Po zeszłorocznej wymianie wyzwisk z przywódcą Korei Północnej Kim Dzong Unem prezydent Donald Trump uznał, że teraz nadszedł czas na Iran.
„Nigdy, przenigdy nie rzucajcie gróźb pod adresem Stanów Zjednoczonych, bo poniesiecie konsekwencje tak bolesne, jakie przedtem niewielu w historii dotknęły" – rozpoczął dzień od tweeta adresowanego do prezydenta Iranu.
Tym razem jednak Trump odpowiadał na wcześniejsze wystąpienie Hasana Rouhaniego. – Ameryka musi zrozumieć, że wojna z Iranem będzie matką wszystkich wojen – zapowiedział on na spotkaniu z dyplomatami w Teheranie. Chyba nieświadomie prezydent nawiązał do słynnego okrzyku ówczesnego przywódcy Iraku Saddama Husajna ze stycznia 1991 roku o nadchodzącej „matce wszystkich bitew" z armią amerykańską, która zbierała się w Arabii Saudyjskiej, by odbić Kuwejt. Efektem tamtej „matki" było całkowite rozgromienie armii Husajna, co obecnie nie dodało powagi groźbom Rouhaniego.
Szybkie pogarszanie się i tak nie najlepszych stosunków Waszyngtonu z Teheranem zaczęło się z początkiem maja, gdy USA wypowiedziały zawartą w 2015 roku międzynarodową umowę. Gwarantowała Iranowi zniesienie sankcji w zamian za wstrzymanie prac nad bronią jądrową i rakietową. Poza USA jej sygnatariuszami były Wielka Brytania, Francja, Niemcy, Chiny i Rosja.
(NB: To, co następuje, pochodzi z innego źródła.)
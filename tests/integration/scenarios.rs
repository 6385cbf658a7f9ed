// End-to-end scenarios seeded straight from the component spec's own test
// list: knowledge round trip, typing-paced sends, over-budget lockout,
// cross-agent retirement, retire-self rejection, TOON/JSON fallback parse.
use aichat_orchestrator::config::OrchestratorConfig;
use aichat_orchestrator::models::AgentKind;
use aichat_orchestrator::persistence::Store;
use aichat_orchestrator::room_service::{NoopCallbacks, RoomService};
use aichat_orchestrator::serializer::{self, WireFormat};
use aichat_orchestrator::{actions, scheduler::SchedulerMode, Scheduler};
use chrono::Utc;
use serde_json::json;
use std::sync::Arc;

use crate::common::{test_store, FakeLlmProvider, TestActionContext};

#[test]
fn knowledge_set_get_round_trip() {
    let store = test_store();
    let cfg = OrchestratorConfig::default();
    let svc = RoomService::new(&*store, &NoopCallbacks);
    let mut agent = svc.create_agent("Alice", "curious persona", "gpt-4o-mini", AgentKind::Persona, None, false, &cfg).unwrap();

    let ctx = TestActionContext { store: &*store, cfg: &cfg };
    let actions = vec![json!({"type": "knowledge.set", "path": "mood", "value": "happy"})];
    let (effects, log) = actions::apply_actions(&mut agent, &actions, &ctx, &cfg, Utc::now());

    assert!(effects.is_empty());
    assert_eq!(log.len(), 1);
    assert_eq!(log[0].kind, "knowledge.set");
    assert_eq!(log[0].outcome, "ok");
    assert_eq!(agent.knowledge["mood"], json!("happy"));
}

#[tokio::test]
async fn send_with_typing_wait() {
    let db_path = format!("/tmp/orch_scen2_{}.db", uuid::Uuid::new_v4());
    let store: Arc<dyn Store> = Arc::new(aichat_orchestrator::persistence::SqliteStore::open(&db_path).unwrap());

    let mut cfg = OrchestratorConfig::default();
    cfg.initial_stagger_min_secs = 0.0;
    cfg.initial_stagger_max_secs = 0.02;
    cfg.scheduler_tick_ms = 20;
    cfg.typing_poll_interval_ms = 20;

    let svc = RoomService::new(store.as_ref(), &NoopCallbacks);
    let mut agent = svc.create_agent("Agent3", "a persona", &cfg.default_model, AgentKind::Persona, None, false, &cfg).unwrap();
    agent.set_room_wpm(600); // 10 words/sec, so a 10-word message resolves in ~1s
    store.save_agent(&agent).unwrap();

    // Backdate the self-membership's last response so the typing-wait math
    // starts from a known elapsed time rather than "never responded".
    let mut membership = store.get_membership(agent.id, agent.id).unwrap().unwrap();
    membership.last_response_at = Some(Utc::now());
    store.save_membership(&membership).unwrap();

    let llm = Arc::new(FakeLlmProvider::new());
    llm.push_reply(json!({"actions": [{"type": "message", "room_id": agent.id, "content": "one two three four five six seven eight nine ten"}]}).to_string());

    let scheduler = Scheduler::new(Arc::clone(&store), llm, cfg, SchedulerMode::Individual);
    let handle = tokio::spawn(Arc::clone(&scheduler).run());

    let mut found = None;
    for _ in 0..100 {
        tokio::time::sleep(std::time::Duration::from_millis(50)).await;
        let messages = store.list_messages_for_room(agent.id).unwrap();
        if let Some(m) = messages.iter().find(|m| m.content.contains("one two three")) {
            found = Some(m.clone());
            break;
        }
    }
    scheduler.stop();
    let _ = handle.await;

    let message = found.expect("agent sent the queued message within the poll window");
    assert_eq!(message.sender_id, Some(agent.id));

    let _ = std::fs::remove_file(&db_path);
    let _ = std::fs::remove_file(format!("{db_path}-wal"));
    let _ = std::fs::remove_file(format!("{db_path}-shm"));
}

#[test]
fn over_budget_lockout_blocks_non_knowledge_actions() {
    let store = test_store();
    let cfg = OrchestratorConfig::default();
    let svc = RoomService::new(&*store, &NoopCallbacks);
    let mut agent = svc.create_agent("Agent3", "a persona", "gpt-4o-mini", AgentKind::Persona, None, false, &cfg).unwrap();
    agent.token_budget = 500;
    agent.over_budget = true;
    agent.knowledge = json!({"big": "x".repeat(2400)}); // ~600 tokens of knowledge

    let ctx = TestActionContext { store: &*store, cfg: &cfg };
    let actions = vec![
        json!({"type": "knowledge.delete", "path": "big"}),
        json!({"type": "message", "room_id": agent.id, "content": "hi"}),
    ];
    let (_effects, log) = actions::apply_actions(&mut agent, &actions, &ctx, &cfg, Utc::now());

    assert_eq!(log[0].outcome, "ok");
    assert!(agent.knowledge.get("big").is_none());
    assert_eq!(log[1].outcome, "error: BLOCKED - over budget");
}

#[test]
fn cross_agent_retirement_cascades() {
    let store = test_store();
    let cfg = OrchestratorConfig::default();
    let svc = RoomService::new(&*store, &NoopCallbacks);
    let mut host = svc.create_agent("Agent3", "may create agents", "gpt-4o-mini", AgentKind::Persona, None, true, &cfg).unwrap();
    let guest = svc.create_agent("Agent9", "a guest", "gpt-4o-mini", AgentKind::Persona, Some(host.id), false, &cfg).unwrap();

    let ctx = TestActionContext { store: &*store, cfg: &cfg };
    let actions = vec![json!({"type": "agent.retire", "agent_id": guest.id})];
    let (effects, log) = actions::apply_actions(&mut host, &actions, &ctx, &cfg, Utc::now());
    assert_eq!(log[0].outcome, "ok");

    // Executing the queued effect is the scheduler's job in production; do
    // it here directly to assert the cascade.
    for effect in effects.in_fixed_order() {
        if let aichat_orchestrator::actions::QueuedEffect::AgentRetire { target_id, .. } = effect {
            RoomService::new(&*store, &NoopCallbacks).delete_agent(target_id).unwrap();
        }
    }

    assert!(store.get_agent(guest.id).unwrap().is_none());
    assert!(store.get_membership(guest.id, host.id).unwrap().is_none());
    let messages = store.list_messages_for_room(host.id).unwrap();
    assert!(messages.iter().any(|m| m.content.contains(&format!("{}", guest.id)) && m.content.contains("left")));
}

#[test]
fn retire_self_is_rejected() {
    let store = test_store();
    let cfg = OrchestratorConfig::default();
    let svc = RoomService::new(&*store, &NoopCallbacks);
    let mut agent = svc.create_agent("Agent3", "may create agents", "gpt-4o-mini", AgentKind::Persona, None, true, &cfg).unwrap();

    let ctx = TestActionContext { store: &*store, cfg: &cfg };
    let actions = vec![json!({"type": "agent.retire", "agent_id": agent.id})];
    let (effects, log) = actions::apply_actions(&mut agent, &actions, &ctx, &cfg, Utc::now());

    assert!(effects.agent_retires.is_empty());
    assert_eq!(log[0].outcome, "error: cannot retire yourself");
    assert!(store.get_agent(agent.id).unwrap().is_some());
}

#[test]
fn toon_format_agent_accepts_a_plain_json_reply() {
    let text = r#"{"actions":[{"type":"knowledge.set","path":"mood","value":"happy"}]}"#;
    let envelope = serializer::parse_reply(text, WireFormat::Toon);
    assert_eq!(envelope.actions.len(), 1);
    assert_eq!(envelope.actions[0]["type"], "knowledge.set");
}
Mimo protestów pozostałych mocarstw Waszyngton ustalił już kalendarium wprowadzania nowych sankcji i zaczął je egzekwować. Pierwsza fala nadejdzie 6 sierpnia i obejmie zakaz zakupu dolarów i złota przez Iran oraz embargo w przemyśle lotniczym oraz motoryzacyjnym. Od 11 listopada będzie obowiązywał zakaz kupowania irańskiej ropy.
Ponieważ sprzedaż ropy jest podstawą irańskiej gospodarki, Teheran obiecał, że jeśli zostanie zablokowany eksport, to on z kolei zablokuje cieśninę Ormuz, największy szlak transportowy ropy z Bliskiego Wschodu. Waszyngton postanowił jednak nie wprowadzać formalnego embarga, lecz naciskać na odbiorców irańskiego surowca, by rezygnowali z niego (wśród nich są zarówno amerykańscy sojusznicy: Japonia i Korea Południowa, jak też Indie i Chiny).